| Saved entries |
★ ★ ★ ★ ★ ★ ★
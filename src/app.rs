//! The render loop shared by both demo binaries.

use log::{debug, info};

use crate::config::Config;
use crate::engine::Engine;
use crate::error::Result;
use crate::scene::Scene;
use crate::window::{FrameLimiter, InputState, Window, WindowEvent};

/// Opens the window and runs `scene` until the window closes or Escape is hit.
pub fn run(config: &Config, scene: Scene, capture_mouse: bool) -> Result<()> {
    let mut window = Window::new(&config.title, config.width, config.height)?;
    window.capture_mouse(capture_mouse);

    let mut engine = Engine::new(window.width(), window.height(), scene);
    let mut input = InputState::new();
    let mut frame_limiter = FrameLimiter::new(&window);

    info!(
        "starting {} at {}x{}, capped at {} fps",
        config.title, config.width, config.height, config.fps
    );

    loop {
        match window.poll_events(&mut input) {
            WindowEvent::Quit => break,
            WindowEvent::Resize(width, height) => {
                debug!("resized to {width}x{height}");
                window.resize(width, height)?;
                engine.resize(width, height);
            }
            WindowEvent::None => {}
        }

        let delta_ms = frame_limiter.wait_and_get_delta(&window);
        engine.update(&input, delta_ms as f32 / 1000.0);
        input.end_frame();

        engine.render();
        window.present(engine.frame_buffer())?;
    }

    info!("shutting down");
    Ok(())
}
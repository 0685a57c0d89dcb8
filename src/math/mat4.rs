//! 4x4 transformation matrix.
//!
//! # Convention
//! - Vectors are **column vectors** on the right: `Mat4 * Vec`
//! - Translation is stored in the **last column**
//! - Transforms chain **right-to-left**: `A * B * v` applies B first, then A
//! - Projection matrices map view-space depth to the `[-1, 1]` NDC range of a
//!   right-handed, camera-looks-down-`-Z` setup
//!
//! # Example
//! ```ignore
//! let model = Mat4::translation(0.0, 1.0, 0.0) * Mat4::scaling(2.0, 2.0, 2.0);
//! let world = model.transform_point(vertex);  // scaled first, then moved
//! ```

use std::ops::Mul;

use super::vec3::Vec3;
use super::vec4::Vec4;

/// 4x4 matrix stored as `data[row][col]`.
#[derive(Debug, Clone, Copy, PartialEq)]
pub struct Mat4 {
    data: [[f32; 4]; 4],
}

impl Default for Mat4 {
    fn default() -> Self {
        Self::identity()
    }
}

impl Mat4 {
    pub const fn new(data: [[f32; 4]; 4]) -> Self {
        Mat4 { data }
    }

    pub const fn identity() -> Self {
        Mat4::new([
            [1.0, 0.0, 0.0, 0.0],
            [0.0, 1.0, 0.0, 0.0],
            [0.0, 0.0, 1.0, 0.0],
            [0.0, 0.0, 0.0, 1.0],
        ])
    }

    pub fn translation(x: f32, y: f32, z: f32) -> Self {
        Mat4::new([
            [1.0, 0.0, 0.0, x],
            [0.0, 1.0, 0.0, y],
            [0.0, 0.0, 1.0, z],
            [0.0, 0.0, 0.0, 1.0],
        ])
    }

    pub fn translation_vec(v: Vec3) -> Self {
        Self::translation(v.x, v.y, v.z)
    }

    pub fn scaling(x: f32, y: f32, z: f32) -> Self {
        Mat4::new([
            [x, 0.0, 0.0, 0.0],
            [0.0, y, 0.0, 0.0],
            [0.0, 0.0, z, 0.0],
            [0.0, 0.0, 0.0, 1.0],
        ])
    }

    pub fn scaling_uniform(s: f32) -> Self {
        Self::scaling(s, s, s)
    }

    /// Counter-clockwise rotation of `angle` radians about an arbitrary axis.
    ///
    /// The axis does not need to be normalized; a zero axis yields identity.
    pub fn rotation(angle: f32, axis: Vec3) -> Self {
        let len = axis.magnitude();
        if len <= f32::EPSILON {
            return Self::identity();
        }
        let a = axis / len;
        let (s, c) = angle.sin_cos();
        let t = 1.0 - c;

        Mat4::new([
            [
                t * a.x * a.x + c,
                t * a.x * a.y - s * a.z,
                t * a.x * a.z + s * a.y,
                0.0,
            ],
            [
                t * a.x * a.y + s * a.z,
                t * a.y * a.y + c,
                t * a.y * a.z - s * a.x,
                0.0,
            ],
            [
                t * a.x * a.z - s * a.y,
                t * a.y * a.z + s * a.x,
                t * a.z * a.z + c,
                0.0,
            ],
            [0.0, 0.0, 0.0, 1.0],
        ])
    }

    pub fn rotation_x(angle: f32) -> Self {
        Self::rotation(angle, Vec3::X)
    }

    pub fn rotation_y(angle: f32) -> Self {
        Self::rotation(angle, Vec3::Y)
    }

    /// Right-handed perspective projection with `[-1, 1]` depth.
    ///
    /// `fov_y` is the vertical field of view in radians.
    pub fn perspective(fov_y: f32, aspect_ratio: f32, near: f32, far: f32) -> Self {
        let f = 1.0 / (fov_y / 2.0).tan();
        Mat4::new([
            [f / aspect_ratio, 0.0, 0.0, 0.0],
            [0.0, f, 0.0, 0.0],
            [
                0.0,
                0.0,
                (far + near) / (near - far),
                2.0 * far * near / (near - far),
            ],
            [0.0, 0.0, -1.0, 0.0],
        ])
    }

    /// Right-handed orthographic projection with `[-1, 1]` depth.
    pub fn orthographic(left: f32, right: f32, bottom: f32, top: f32, near: f32, far: f32) -> Self {
        Mat4::new([
            [2.0 / (right - left), 0.0, 0.0, -(right + left) / (right - left)],
            [0.0, 2.0 / (top - bottom), 0.0, -(top + bottom) / (top - bottom)],
            [0.0, 0.0, -2.0 / (far - near), -(far + near) / (far - near)],
            [0.0, 0.0, 0.0, 1.0],
        ])
    }

    /// Right-handed view matrix looking from `eye` toward `target`.
    pub fn look_at(eye: Vec3, target: Vec3, up: Vec3) -> Self {
        let forward = (target - eye).normalize();
        let side = forward.cross(up).normalize();
        let up = side.cross(forward);

        Self::new([
            [side.x, side.y, side.z, -side.dot(eye)],
            [up.x, up.y, up.z, -up.dot(eye)],
            [-forward.x, -forward.y, -forward.z, forward.dot(eye)],
            [0.0, 0.0, 0.0, 1.0],
        ])
    }

    pub fn transpose(&self) -> Self {
        let mut out = [[0.0f32; 4]; 4];
        for (row, values) in self.data.iter().enumerate() {
            for (col, value) in values.iter().enumerate() {
                out[col][row] = *value;
            }
        }
        Mat4::new(out)
    }

    /// Computes the inverse with Gauss-Jordan elimination and partial pivoting.
    /// Returns `None` if the matrix is singular.
    pub fn inverse(&self) -> Option<Mat4> {
        let mut m = self.data;
        let mut inv = Self::identity().data;

        for col in 0..4 {
            let pivot = (col..4)
                .max_by(|&a, &b| m[a][col].abs().total_cmp(&m[b][col].abs()))
                .unwrap_or(col);
            if m[pivot][col].abs() < 1e-8 {
                return None;
            }
            m.swap(col, pivot);
            inv.swap(col, pivot);

            let scale = 1.0 / m[col][col];
            for k in 0..4 {
                m[col][k] *= scale;
                inv[col][k] *= scale;
            }

            for row in 0..4 {
                if row == col {
                    continue;
                }
                let factor = m[row][col];
                if factor == 0.0 {
                    continue;
                }
                for k in 0..4 {
                    m[row][k] -= factor * m[col][k];
                    inv[row][k] -= factor * inv[col][k];
                }
            }
        }

        Some(Mat4::new(inv))
    }

    /// Inverse transpose of the upper 3x3 block, for transforming normals.
    ///
    /// Translation is dropped. Returns `None` when the linear part is singular.
    pub fn normal_matrix(&self) -> Option<Mat4> {
        let mut linear = *self;
        for i in 0..3 {
            linear.data[i][3] = 0.0;
            linear.data[3][i] = 0.0;
        }
        linear.data[3][3] = 1.0;
        linear.inverse().map(|inv| inv.transpose())
    }

    /// Transforms a point (w=1) and drops w without dividing.
    pub fn transform_point(&self, p: Vec3) -> Vec3 {
        (*self * Vec4::point(p)).xyz()
    }

    /// Transforms a direction (w=0), ignoring translation.
    pub fn transform_vector(&self, v: Vec3) -> Vec3 {
        (*self * Vec4::direction(v)).xyz()
    }

    /// Access element at [row][col].
    #[inline]
    pub fn get(&self, row: usize, col: usize) -> f32 {
        self.data[row][col]
    }
}

/// Matrix multiplication: `A * B` applies B first, then A.
impl Mul<Mat4> for Mat4 {
    type Output = Mat4;

    fn mul(self, rhs: Mat4) -> Self::Output {
        let mut result = [[0.0f32; 4]; 4];

        for (row, out_row) in result.iter_mut().enumerate() {
            for (col, out) in out_row.iter_mut().enumerate() {
                *out = (0..4).map(|k| self.data[row][k] * rhs.data[k][col]).sum();
            }
        }

        Mat4::new(result)
    }
}

/// Transform a Vec4 by a matrix: Mat4 * Vec4 (column vector).
impl Mul<Vec4> for Mat4 {
    type Output = Vec4;

    fn mul(self, v: Vec4) -> Self::Output {
        let row = |r: usize| {
            self.data[r][0] * v.x
                + self.data[r][1] * v.y
                + self.data[r][2] * v.z
                + self.data[r][3] * v.w
        };
        Vec4::new(row(0), row(1), row(2), row(3))
    }
}

#[cfg(test)]
mod tests {
    use super::*;
    use approx::assert_relative_eq;
    use std::f32::consts::FRAC_PI_2;

    fn assert_mat_eq(a: Mat4, b: Mat4) {
        for row in 0..4 {
            for col in 0..4 {
                assert_relative_eq!(a.get(row, col), b.get(row, col), epsilon = 1e-5);
            }
        }
    }

    #[test]
    fn rotation_about_y_turns_x_into_negative_z() {
        let v = Mat4::rotation_y(FRAC_PI_2).transform_vector(Vec3::X);
        assert_relative_eq!(v.x, 0.0, epsilon = 1e-6);
        assert_relative_eq!(v.z, -1.0, epsilon = 1e-6);
    }

    #[test]
    fn rotation_normalizes_axis() {
        let a = Mat4::rotation(0.7, Vec3::new(0.0, 5.0, 0.0));
        assert_mat_eq(a, Mat4::rotation_y(0.7));
    }

    #[test]
    fn inverse_undoes_transform() {
        let m = Mat4::translation(1.0, -2.0, 3.0)
            * Mat4::rotation(1.2, Vec3::new(1.0, -1.0, 1.0))
            * Mat4::scaling(2.0, 0.5, 1.5);
        let inv = m.inverse().expect("invertible");
        assert_mat_eq(m * inv, Mat4::identity());
    }

    #[test]
    fn singular_matrix_has_no_inverse() {
        assert!(Mat4::scaling(1.0, 0.0, 1.0).inverse().is_none());
    }

    #[test]
    fn normal_matrix_undoes_non_uniform_scale() {
        let n = Mat4::scaling(2.0, 1.0, 1.0).normal_matrix().expect("invertible");
        let normal = n.transform_vector(Vec3::new(1.0, 1.0, 0.0));
        assert_relative_eq!(normal.x, 0.5);
        assert_relative_eq!(normal.y, 1.0);
    }

    #[test]
    fn perspective_maps_near_and_far_to_ndc_bounds() {
        let p = Mat4::perspective(45f32.to_radians(), 4.0 / 3.0, 0.1, 100.0);
        let near = p * Vec4::new(0.0, 0.0, -0.1, 1.0);
        let far = p * Vec4::new(0.0, 0.0, -100.0, 1.0);
        assert_relative_eq!(near.z / near.w, -1.0, epsilon = 1e-4);
        assert_relative_eq!(far.z / far.w, 1.0, epsilon = 1e-4);
    }

    #[test]
    fn orthographic_maps_bounds_to_unit_cube() {
        let o = Mat4::orthographic(-5.0, 5.0, -5.0, 5.0, 0.1, 100.0);
        let corner = o * Vec4::new(5.0, -5.0, -0.1, 1.0);
        assert_relative_eq!(corner.x, 1.0);
        assert_relative_eq!(corner.y, -1.0);
        assert_relative_eq!(corner.z, -1.0, epsilon = 1e-5);
    }

    #[test]
    fn look_at_puts_target_on_negative_z() {
        let view = Mat4::look_at(Vec3::new(0.0, 0.0, 5.0), Vec3::ZERO, Vec3::Y);
        let origin = view.transform_point(Vec3::ZERO);
        assert_relative_eq!(origin.z, -5.0, epsilon = 1e-5);
        assert_relative_eq!(origin.x, 0.0, epsilon = 1e-5);
    }
}
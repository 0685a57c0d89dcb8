//! Frame buffer abstraction for 2D pixel access.
//!
//! Provides a view into color and depth buffers with bounds-checked access.

/// Depth of an empty pixel: the far plane.
pub const DEPTH_CLEAR: f32 = 1.0;

/// A borrowed view into color and depth buffers.
///
/// # Depth Buffer
///
/// Stores window-space depth in `[0, 1]` (NDC z remapped), cleared to
/// [`DEPTH_CLEAR`]. A fragment passes when its depth is strictly less than
/// the stored value. NDC z is affine in screen space for both perspective and
/// orthographic projections, so it can be interpolated with plain
/// barycentrics.
pub struct FrameBuffer<'a> {
    color_buffer: &'a mut [u32],
    depth_buffer: &'a mut [f32],
    width: u32,
    height: u32,
}

impl<'a> FrameBuffer<'a> {
    /// # Panics
    /// In debug builds, if buffer lengths don't match `width * height`.
    pub fn new(
        color_buffer: &'a mut [u32],
        depth_buffer: &'a mut [f32],
        width: u32,
        height: u32,
    ) -> Self {
        debug_assert_eq!(
            color_buffer.len(),
            (width * height) as usize,
            "Color buffer size doesn't match dimensions"
        );
        debug_assert_eq!(
            depth_buffer.len(),
            (width * height) as usize,
            "Depth buffer size doesn't match dimensions"
        );
        Self {
            color_buffer,
            depth_buffer,
            width,
            height,
        }
    }

    pub fn width(&self) -> u32 {
        self.width
    }

    pub fn height(&self) -> u32 {
        self.height
    }

    #[inline]
    fn index(&self, x: i32, y: i32) -> Option<usize> {
        (x >= 0 && x < self.width as i32 && y >= 0 && y < self.height as i32)
            .then(|| (y as u32 * self.width + x as u32) as usize)
    }

    /// True if a fragment at `depth` would be visible at (x, y).
    ///
    /// Lets the rasterizer skip fragment shading for hidden pixels.
    #[inline]
    pub fn depth_test(&self, x: i32, y: i32, depth: f32) -> bool {
        self.index(x, y)
            .is_some_and(|idx| depth < self.depth_buffer[idx])
    }

    /// Writes color and depth if the depth test passes.
    /// Silently ignores out-of-bounds coordinates.
    #[inline]
    pub fn set_pixel_with_depth(&mut self, x: i32, y: i32, depth: f32, color: u32) {
        if let Some(idx) = self.index(x, y) {
            if depth < self.depth_buffer[idx] {
                self.depth_buffer[idx] = depth;
                self.color_buffer[idx] = color;
            }
        }
    }

    /// Writes color without touching depth.
    #[inline]
    pub fn set_pixel(&mut self, x: i32, y: i32, color: u32) {
        if let Some(idx) = self.index(x, y) {
            self.color_buffer[idx] = color;
        }
    }

    #[inline]
    pub fn get_pixel(&self, x: i32, y: i32) -> Option<u32> {
        self.index(x, y).map(|idx| self.color_buffer[idx])
    }

    #[inline]
    pub fn get_depth(&self, x: i32, y: i32) -> Option<f32> {
        self.index(x, y).map(|idx| self.depth_buffer[idx])
    }
}

#[cfg(test)]
mod tests {
    use super::*;

    #[test]
    fn closer_fragment_wins() {
        let mut color = vec![0u32; 4];
        let mut depth = vec![DEPTH_CLEAR; 4];
        let mut fb = FrameBuffer::new(&mut color, &mut depth, 2, 2);

        fb.set_pixel_with_depth(1, 0, 0.5, 0xFF00FF00);
        fb.set_pixel_with_depth(1, 0, 0.7, 0xFFFF0000);
        assert_eq!(fb.get_pixel(1, 0), Some(0xFF00FF00));

        fb.set_pixel_with_depth(1, 0, 0.2, 0xFF0000FF);
        assert_eq!(fb.get_pixel(1, 0), Some(0xFF0000FF));
        assert_eq!(fb.get_depth(1, 0), Some(0.2));
    }

    #[test]
    fn equal_depth_fails_the_test() {
        let mut color = vec![0u32; 1];
        let mut depth = vec![0.5f32; 1];
        let fb = FrameBuffer::new(&mut color, &mut depth, 1, 1);
        assert!(!fb.depth_test(0, 0, 0.5));
    }

    #[test]
    fn out_of_bounds_is_ignored() {
        let mut color = vec![0u32; 1];
        let mut depth = vec![DEPTH_CLEAR; 1];
        let mut fb = FrameBuffer::new(&mut color, &mut depth, 1, 1);
        fb.set_pixel(-1, 0, 1);
        fb.set_pixel_with_depth(0, 1, 0.0, 1);
        assert_eq!(fb.get_pixel(0, 0), Some(0));
        assert!(!fb.depth_test(5, 5, 0.0));
    }
}
//! The software render pipeline.
//!
//! [`Renderer::draw`] plays the role of a GPU draw call: it runs a
//! [`ShaderProgram`](crate::shader::ShaderProgram) over a
//! [`Mesh`](crate::mesh::Mesh) and writes the result into the frame buffers.

mod framebuffer;
mod rasterizer;
mod renderer;

pub use framebuffer::{FrameBuffer, DEPTH_CLEAR};
pub use rasterizer::{EdgeFunctionRasterizer, ScreenVertex};
pub use renderer::{FrameStats, Renderer};
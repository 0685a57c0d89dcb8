//! Free-fly camera
//!
//! # Coordinate System
//!
//! Right-handed, Y up. At yaw = -90° and pitch = 0° the camera looks down
//! the -Z axis, the way a GL view matrix expects.
//!
//! # Orientation
//!
//! Orientation is stored as yaw/pitch in degrees; the front/right/up basis is
//! recomputed whenever either angle changes.
//!
//! - **Yaw**: rotation around world Y, positive turns right
//! - **Pitch**: elevation, positive looks up, clamped to ±89°

use crate::math::{Mat4, Vec3};
use crate::window::{InputState, Key};

pub const YAW: f32 = -90.0;
pub const PITCH: f32 = 0.0;
pub const SPEED: f32 = 2.5;
pub const SENSITIVITY: f32 = 0.1;
pub const ZOOM: f32 = 45.0;

const PITCH_LIMIT: f32 = 89.0;
const ZOOM_MIN: f32 = 1.0;
const ZOOM_MAX: f32 = 45.0;

/// Planar movement directions for [`Camera::process_keyboard`].
#[derive(Debug, Clone, Copy, PartialEq, Eq)]
pub enum Movement {
    Forward,
    Backward,
    Left,
    Right,
}

#[derive(Debug, Clone)]
pub struct Camera {
    position: Vec3,
    front: Vec3,
    up: Vec3,
    right: Vec3,
    world_up: Vec3,
    yaw: f32,
    pitch: f32,

    /// Units per second.
    pub movement_speed: f32,
    /// Degrees per pixel of mouse motion.
    pub mouse_sensitivity: f32,
    zoom: f32,
}

impl Default for Camera {
    fn default() -> Self {
        Self::new(Vec3::ZERO)
    }
}

impl Camera {
    pub fn new(position: Vec3) -> Self {
        Self::with_orientation(position, Vec3::Y, YAW, PITCH)
    }

    /// Creates a camera with explicit world up and yaw/pitch in degrees.
    pub fn with_orientation(position: Vec3, world_up: Vec3, yaw: f32, pitch: f32) -> Self {
        let mut camera = Self {
            position,
            front: Vec3::new(0.0, 0.0, -1.0),
            up: world_up,
            right: Vec3::X,
            world_up,
            yaw,
            pitch: pitch.clamp(-PITCH_LIMIT, PITCH_LIMIT),
            movement_speed: SPEED,
            mouse_sensitivity: SENSITIVITY,
            zoom: ZOOM,
        };
        camera.update_vectors();
        camera
    }

    fn update_vectors(&mut self) {
        let (yaw, pitch) = (self.yaw.to_radians(), self.pitch.to_radians());
        self.front = Vec3::new(
            yaw.cos() * pitch.cos(),
            pitch.sin(),
            yaw.sin() * pitch.cos(),
        )
        .normalize();
        self.right = self.front.cross(self.world_up).normalize();
        self.up = self.right.cross(self.front).normalize();
    }

    pub fn view_matrix(&self) -> Mat4 {
        Mat4::look_at(self.position, self.position + self.front, self.up)
    }

    pub fn process_keyboard(&mut self, direction: Movement, delta_time: f32) {
        let velocity = self.movement_speed * delta_time;
        let offset = match direction {
            Movement::Forward => self.front * velocity,
            Movement::Backward => self.front * -velocity,
            Movement::Left => self.right * -velocity,
            Movement::Right => self.right * velocity,
        };
        self.position += offset;
    }

    /// Moves along world Y regardless of where the camera looks.
    pub fn move_vertical(&mut self, amount: f32) {
        self.position += self.world_up * amount;
    }

    /// Applies a mouse offset in pixels; `dy` is positive when the mouse moves up.
    pub fn process_mouse_movement(&mut self, dx: f32, dy: f32) {
        self.yaw += dx * self.mouse_sensitivity;
        self.pitch = (self.pitch + dy * self.mouse_sensitivity).clamp(-PITCH_LIMIT, PITCH_LIMIT);
        self.update_vectors();
    }

    /// Scrolling up narrows the field of view.
    pub fn process_mouse_scroll(&mut self, dy: f32) {
        self.zoom = (self.zoom - dy).clamp(ZOOM_MIN, ZOOM_MAX);
    }

    pub fn position(&self) -> Vec3 {
        self.position
    }

    pub fn front(&self) -> Vec3 {
        self.front
    }

    pub fn right(&self) -> Vec3 {
        self.right
    }

    pub fn up(&self) -> Vec3 {
        self.up
    }

    pub fn yaw(&self) -> f32 {
        self.yaw
    }

    pub fn pitch(&self) -> f32 {
        self.pitch
    }

    /// Vertical field of view in degrees.
    pub fn zoom(&self) -> f32 {
        self.zoom
    }
}

// =============================================================================
// Camera Controller
// =============================================================================

/// When mouse motion turns the camera.
#[derive(Debug, Clone, Copy, PartialEq, Eq, Default)]
pub enum MouseLook {
    #[default]
    Always,
    WhileRightButtonHeld,
}

/// Maps a frame of input onto camera calls.
#[derive(Debug, Clone, Default)]
pub struct CameraController {
    pub mouse_look: MouseLook,
    /// Whether Q/E move the camera along world Y.
    pub vertical_movement: bool,
}

impl CameraController {
    pub fn new(mouse_look: MouseLook, vertical_movement: bool) -> Self {
        Self {
            mouse_look,
            vertical_movement,
        }
    }

    /// # Input Mapping
    /// - W/S: forward/backward
    /// - A/D: strafe left/right
    /// - Q/E: up/down along world Y, when `vertical_movement` is set
    /// - Mouse: look around
    /// - Wheel: zoom
    pub fn update(&self, camera: &mut Camera, input: &InputState, delta_time: f32) {
        let moves = [
            (Key::W, Movement::Forward),
            (Key::S, Movement::Backward),
            (Key::A, Movement::Left),
            (Key::D, Movement::Right),
        ];
        for (key, movement) in moves {
            if input.is_held(key) {
                camera.process_keyboard(movement, delta_time);
            }
        }

        if self.vertical_movement {
            let vertical = camera.movement_speed * delta_time;
            if input.is_held(Key::Q) {
                camera.move_vertical(vertical);
            }
            if input.is_held(Key::E) {
                camera.move_vertical(-vertical);
            }
        }

        let looking = match self.mouse_look {
            MouseLook::Always => true,
            MouseLook::WhileRightButtonHeld => input.right_button,
        };
        let (dx, dy) = input.mouse_delta;
        if looking && (dx != 0.0 || dy != 0.0) {
            camera.process_mouse_movement(dx, dy);
        }

        if input.scroll != 0.0 {
            camera.process_mouse_scroll(input.scroll);
        }
    }
}

#[cfg(test)]
mod tests {
    use super::*;
    use approx::assert_relative_eq;

    #[test]
    fn camera_starts_looking_down_negative_z() {
        let camera = Camera::new(Vec3::ZERO);
        assert_relative_eq!(camera.front().z, -1.0, epsilon = 1e-5);
        assert_relative_eq!(camera.right().x, 1.0, epsilon = 1e-5);
        assert_relative_eq!(camera.up().y, 1.0, epsilon = 1e-5);
    }

    #[test]
    fn yaw_turns_right() {
        let mut camera = Camera::new(Vec3::ZERO);
        camera.process_mouse_movement(900.0, 0.0); // 90 degrees
        assert_relative_eq!(camera.front().x, 1.0, epsilon = 1e-5);
    }

    #[test]
    fn pitch_is_clamped() {
        let mut camera = Camera::new(Vec3::ZERO);
        camera.process_mouse_movement(0.0, 10_000.0);
        assert_relative_eq!(camera.pitch(), 89.0);
        camera.process_mouse_movement(0.0, -100_000.0);
        assert_relative_eq!(camera.pitch(), -89.0);
    }

    #[test]
    fn zoom_is_clamped() {
        let mut camera = Camera::new(Vec3::ZERO);
        camera.process_mouse_scroll(-10.0);
        assert_relative_eq!(camera.zoom(), 45.0);
        camera.process_mouse_scroll(100.0);
        assert_relative_eq!(camera.zoom(), 1.0);
    }

    #[test]
    fn forward_moves_at_movement_speed() {
        let mut camera = Camera::new(Vec3::ZERO);
        camera.process_keyboard(Movement::Forward, 2.0);
        assert_relative_eq!(camera.position().z, -5.0, epsilon = 1e-5);
    }

    #[test]
    fn vertical_movement_ignores_pitch() {
        let mut camera = Camera::new(Vec3::ZERO);
        camera.process_mouse_movement(0.0, 300.0);
        camera.move_vertical(1.0);
        assert_eq!(camera.position(), Vec3::Y);
    }

    #[test]
    fn view_matrix_puts_origin_in_front() {
        let camera = Camera::new(Vec3::new(0.0, 0.0, 5.0));
        let origin = camera.view_matrix().transform_point(Vec3::ZERO);
        assert_relative_eq!(origin.z, -5.0, epsilon = 1e-4);
    }

    #[test]
    fn controller_ignores_mouse_without_right_button() {
        let controller = CameraController::new(MouseLook::WhileRightButtonHeld, false);
        let mut camera = Camera::new(Vec3::ZERO);
        let mut input = InputState::new();
        input.add_mouse_motion(100, 0);
        controller.update(&mut camera, &input, 0.016);
        assert_relative_eq!(camera.yaw(), YAW);

        input.right_button = true;
        controller.update(&mut camera, &input, 0.016);
        assert_relative_eq!(camera.yaw(), YAW + 10.0);
    }

    #[test]
    fn controller_maps_q_to_up_and_e_to_down() {
        let controller = CameraController::new(MouseLook::Always, true);
        let mut camera = Camera::new(Vec3::ZERO);
        let mut input = InputState::new();
        input.press(Key::Q);
        controller.update(&mut camera, &input, 1.0);
        assert_relative_eq!(camera.position().y, SPEED);

        input.release(Key::Q);
        input.press(Key::E);
        controller.update(&mut camera, &input, 2.0);
        assert_relative_eq!(camera.position().y, -SPEED);
    }

    #[test]
    fn vertical_keys_do_nothing_when_disabled() {
        let controller = CameraController::new(MouseLook::Always, false);
        let mut camera = Camera::new(Vec3::ZERO);
        let mut input = InputState::new();
        input.press(Key::Q);
        input.press(Key::E);
        controller.update(&mut camera, &input, 1.0);
        assert_eq!(camera.position(), Vec3::ZERO);
    }
}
★ ★ ★ ★ ★ ★ ★
An exact, complete copy of the lines above from the one with "let delta_ms = frame_limiter.wait_and_get_delta(&window);" through the one with "the **last column**" is the whole answer.

| OUTPUT BELOW |
        let delta_ms = frame_limiter.wait_and_get_delta(&window);
        engine.update(&input, delta_ms as f32 / 1000.0);
        input.end_frame();

        engine.render();
        window.present(engine.frame_buffer())?;
    }

    info!("shutting down");
    Ok(())
}
repository 0685a57c0d89dcb8
filename src/math/mat4.rs
//! 4x4 transformation matrix.
//!
//! # Convention
//! - Vectors are **column vectors** on the right: `Mat4 * Vec`
//! - Translation is stored in the **last column**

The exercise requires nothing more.